Humans: Chris Knight and Lisa McCreedy, Chicago, Illinois, U.S.A.
Our boy Django said his goodbyes on November 14th, 2017. He graced this world for an awesome 15 years. He became my “step dog” more than eight years ago, when I partnered up with Chris, and promptly turned me into a dog lady (I was seriously on my way to crazy cat lady status).
Django was a holy terror at times, so true to his terrier nature, an escape artist, a bagger of “grab them when you can” treats, barking it up at squirrels because they just wouldn’t fall from those trees into his lap, rat catcher extraordinaire, until losing sight in one eye retired him. The destroyer of one sofa, in his efforts to get to a ball under said sofa (one of his personal bests), and an out and out West Highland White Terrorist. He loved to roll around in the garden, and stick his head in all kinds of unmentionable places. He more than earned the many nicknames we gave him – J-bird, buttface, rotter, squidge, nutbucket, knucklehead, old man, holy terror, cuddlebug, and many more… meant in the most loving of ways.
He was given the official moniker of The Colonel, his duty being to vet any prospective guests for our downstairs neighbors (his pseudo-grandparents) doggy vaycay business. If they got on with Django, they were a keeper. He knew more people in our neighborhood than we did, with all the kids walking past his corner every morning, on their way to school, shouting “hello Django”. When they kept going he would bark it up again, trying to get them to come back. If I met people in the neighborhood and said where I lived, and that we had the white dog on the corner, they said “Oh Django?”.
He came with us to Montrose beach kite flying, and him and I would leg it up to the dog beach for a doggy social. He liked the owners more than the dogs, his way of showing his love, or if they stood still for too long, was to pee on their feet (claiming ownership). People wondered why I wore wellies to the dog park! Chris and I have felt that warm glow on our feet more than once.

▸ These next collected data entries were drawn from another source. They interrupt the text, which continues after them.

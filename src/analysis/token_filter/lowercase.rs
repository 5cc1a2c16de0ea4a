//! Case folding, so `Rust`, `RUST` and `rust` index the same term.

use crate::analysis::token::TokenStream;
use crate::analysis::token_filter::{Filter, map_indexed};
use crate::error::Result;

/// Lowercases indexed tokens with full Unicode case mapping. Offsets keep
/// pointing at the original text even when the lowercase form has another
/// byte length.
#[derive(Clone, Copy, Debug, Default)]
pub struct LowercaseFilter;

impl LowercaseFilter {
    pub fn new() -> Self {
        LowercaseFilter
    }
}

impl Filter for LowercaseFilter {
    fn filter(&self, tokens: TokenStream) -> Result<TokenStream> {
        Ok(map_indexed(tokens, str::to_lowercase))
    }

    fn name(&self) -> &'static str {
        "lowercase"
    }
}

#[cfg(test)]
mod tests {
    use super::*;
    use crate::analysis::token::Token;

    fn lowercase(tokens: Vec<Token>) -> Vec<Token> {
        LowercaseFilter::new()
            .filter(Box::new(tokens.into_iter()))
            .unwrap()
            .collect()
    }

    #[test]
    fn test_folds_unicode_and_keeps_offsets() {
        let tokens = lowercase(vec![
            Token::with_offsets("ÉCOLE", 0, 0, 6),
            Token::with_offsets("Straße", 1, 7, 14),
        ]);
        assert_eq!(tokens[0], Token::with_offsets("école", 0, 0, 6));
        assert_eq!(tokens[1].text, "straße");
        assert_eq!(tokens[1].end_offset, 14);
    }

    #[test]
    fn test_stopped_token_keeps_case() {
        let tokens = lowercase(vec![Token::new("The", 0).stop(), Token::new("Sea", 1)]);
        assert_eq!(tokens[0].text, "The");
        assert_eq!(tokens[1].text, "sea");
    }
}
//! Schema declarations and their compiled form.
//!
//! A schema is a list of [`FieldDeclaration`]s. [`compile`] turns it into a
//! [`FieldMap`]: one [`FieldTypeInstance`] per concrete field, the generic
//! name groups, and the index and query analyzer bindings. Compilation is pure;
//! it never touches storage.
//!
//! # Examples
//!
//! ```
//! use pike::analysis::catalog::AnalyzerCatalog;
//! use pike::schema::{self, FieldDeclaration, FieldTemplate};
//!
//! let field_map = schema::compile(
//!     vec![
//!         FieldDeclaration::new("title", FieldTemplate::Text).stored(true).generic("title"),
//!         FieldDeclaration::new("title_exact", FieldTemplate::String).generic("title"),
//!         FieldDeclaration::new("price", FieldTemplate::LongValue),
//!     ],
//!     &AnalyzerCatalog::new(),
//! )
//! .unwrap();
//!
//! assert_eq!(
//!     field_map.resolve_concrete_fields(Some("title"), None).unwrap(),
//!     vec!["title", "title_exact"]
//! );
//! ```

pub mod declaration;
pub mod field_map;
pub mod field_type;

pub use declaration::{CustomOptions, FieldDeclaration, FieldTemplate, NumericKind, ValueKind};
pub use field_map::FieldMap;
pub use field_type::FieldTypeInstance;

use crate::analysis::catalog::AnalyzerCatalog;
use crate::error::Result;

/// Compile declarations into a [`FieldMap`].
pub fn compile(declarations: Vec<FieldDeclaration>, catalog: &AnalyzerCatalog) -> Result<FieldMap> {
    FieldMap::compile(declarations, catalog.clone())
}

He would wait for you by the door, just knowing when you were due home, sitting patiently, and once we were in, offloaded our coats, bags, stuff off, he would come in for a head scratch and follow us in to the kitchen for Chris and I’s daily debrief, knowing, just knowing that after about 15 minutes I would turn to him and ask “have you been a good boy today, protecting our house?”… the answer was always a very bouncy Yes, followed by a treat. That was our ritual.
Anywhere in the house we could call “Django” and he would poke his head out from his many resting places, weighing up the odds of this being a call that came with rewards. He always came. He was a total cuddle bug, sucking heat from us in the winter, following us from room to room, just so he knew where we were. Always there at our feet in the kitchen, hoping to score celery, carrots, anything on the good list.
He was part-and-parcel of this household, every single day, and so so loved. He made us better people for loving him.
Signing off with what I said to him nearly every time I left the house, “see you later Django, no parties!”